Reduce Processor
Description
The Reduce processor takes multiple log input events and combines them into a single log event based on specified criteria.
Use
Reduce will combine many events into one over a window of time. This is useful for retaining event fidelity, but eliminating unnecessary or duplicate fields that do not need to be stored.
Reduce can use one or more Group By fields to determine when to perform an operation. For example, you could use a session_Id
field value that is consistent across many event messages as criteria for putting those events into a single group to be merged. You may specify more than one Group By field, in which case each message with a unique combination of those field values opens a separate group of events to be merged together.

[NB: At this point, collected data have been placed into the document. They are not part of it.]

use std::path::PathBuf;

use clap::{ArgAction, Parser, Subcommand};

use gsignin::cli::commands::{self, DEFAULT_BIND};
use gsignin::logging;

#[derive(Parser)]
#[command(name = "gsignin", about = "Google sign-in via the OAuth2 authorization code grant")]
struct Cli {
    /// Path to config.toml (defaults to the user config directory)
    #[arg(short, long, global = true)]
    config: Option<PathBuf>,

    /// Increase log verbosity (-v debug, -vv trace)
    #[arg(short, long, action = ArgAction::Count, global = true)]
    verbose: u8,

    #[command(subcommand)]
    command: Commands,
}

#[derive(Subcommand)]
enum Commands {
    /// Print the provider authorization URL
    AuthorizeUrl {
        /// Public URL the strategy is mounted at (callback = this + "oauth2callback")
        #[arg(long)]
        strategy_url: Option<String>,
    },

    /// Serve the sign-in redirect and callback endpoints
    Serve {
        /// Address to listen on
        #[arg(long, default_value = DEFAULT_BIND)]
        bind: String,
        /// Public URL the strategy is mounted at (defaults to http://<bind>/google/)
        #[arg(long)]
        strategy_url: Option<String>,
        /// Exit after the first completed callback
        #[arg(long)]
        once: bool,
    },
}

fn main() {
    let cli = Cli::parse();

    if let Err(e) = logging::init(cli.verbose) {
        eprintln!("warning: logging disabled: {:#}", e);
    }

    let config = cli.config.as_deref();
    let result = match &cli.command {
        Commands::AuthorizeUrl { strategy_url } => {
            commands::cmd_authorize_url(config, strategy_url.as_deref())
        }
        Commands::Serve {
            bind,
            strategy_url,
            once,
        } => commands::cmd_serve(config, bind, strategy_url.as_deref(), *once),
    };

    if let Err(e) = result {
        eprintln!("error: {:#}", e);
        std::process::exit(1);
    }
}
#![allow(dead_code)]

use std::collections::BTreeMap;
use std::io::Read;
use std::thread::{self, JoinHandle};
use std::time::Duration;

use gsignin::StrategyConfig;
use tiny_http::{Response, Server};

#[derive(Debug, Clone)]
pub struct Recorded {
    pub method: String,
    pub path: String,
    pub query: BTreeMap<String, String>,
    pub form: BTreeMap<String, String>,
    pub content_type: Option<String>,
    pub user_agent: Option<String>,
    pub client_tag: Option<String>,
}

/// Canned reply for one provider endpoint.
#[derive(Clone)]
pub struct Canned {
    pub status: u16,
    pub body: &'static str,
    pub delay: Option<Duration>,
}

impl Canned {
    pub fn ok(body: &'static str) -> Self {
        Self {
            status: 200,
            body,
            delay: None,
        }
    }
}

pub struct FakeProvider {
    pub base_url: String,
    handle: JoinHandle<Vec<Recorded>>,
}

impl FakeProvider {
    /// Serves `/token` and `/userinfo` on a random local port, stopping after
    /// `expected` requests or 10s of inactivity.
    pub fn spawn(token: Canned, userinfo: Canned, expected: usize) -> Self {
        let server = Server::http("127.0.0.1:0").unwrap();
        let addr = server.server_addr().to_ip().unwrap();

        let handle = thread::spawn(move || {
            let mut recorded = Vec::new();
            while recorded.len() < expected {
                let mut request = match server.recv_timeout(Duration::from_secs(10)) {
                    Ok(Some(request)) => request,
                    _ => break,
                };

                let url = url::Url::parse(&format!("http://localhost{}", request.url())).unwrap();
                let mut body = String::new();
                request.as_reader().read_to_string(&mut body).unwrap();
                let header = |name: &'static str| {
                    request
                        .headers()
                        .iter()
                        .find(|h| h.field.equiv(name))
                        .map(|h| h.value.as_str().to_string())
                };

                recorded.push(Recorded {
                    method: request.method().to_string(),
                    path: url.path().to_string(),
                    query: url.query_pairs().into_owned().collect(),
                    form: url::form_urlencoded::parse(body.as_bytes())
                        .into_owned()
                        .collect(),
                    content_type: header("Content-Type"),
                    user_agent: header("User-Agent"),
                    client_tag: header("X-Client-Tag"),
                });

                let canned = match url.path() {
                    "/token" => token.clone(),
                    "/userinfo" => userinfo.clone(),
                    _ => Canned {
                        status: 404,
                        body: "",
                        delay: None,
                    },
                };
                if let Some(delay) = canned.delay {
                    thread::sleep(delay);
                }
                let response = Response::from_string(canned.body).with_status_code(canned.status);
                let _ = request.respond(response);
            }
            recorded
        });

        Self {
            base_url: format!("http://{}", addr),
            handle,
        }
    }

    pub fn config(&self) -> StrategyConfig {
        let mut config = StrategyConfig::new("client-123", "secret-456");
        config.endpoints.token_url = format!("{}/token", self.base_url);
        config.endpoints.userinfo_url = format!("{}/userinfo", self.base_url);
        config.apply_defaults("http://localhost:8484/google/");
        config
    }

    pub fn finish(self) -> Vec<Recorded> {
        self.handle.join().unwrap()
    }
}

pub fn query(pairs: &[(&str, &str)]) -> BTreeMap<String, String> {
    pairs
        .iter()
        .map(|(k, v)| (k.to_string(), v.to_string()))
        .collect()
}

You can configure how fields are handled on a per-field basis with a merge strategy. If you don't specify the merge strategy, a default merge strategy for each reduced event follows this pattern:
- String fields - The first value is kept while successive ones are discarded
- Number fields - The values are summed, and that result becomes the value of the field
Configuration
There are three options to configure for this processor. Note that two of these can have any number of values specified.
The Reduce processor has a maximum window of 2 hrs or 7200000 milliseconds.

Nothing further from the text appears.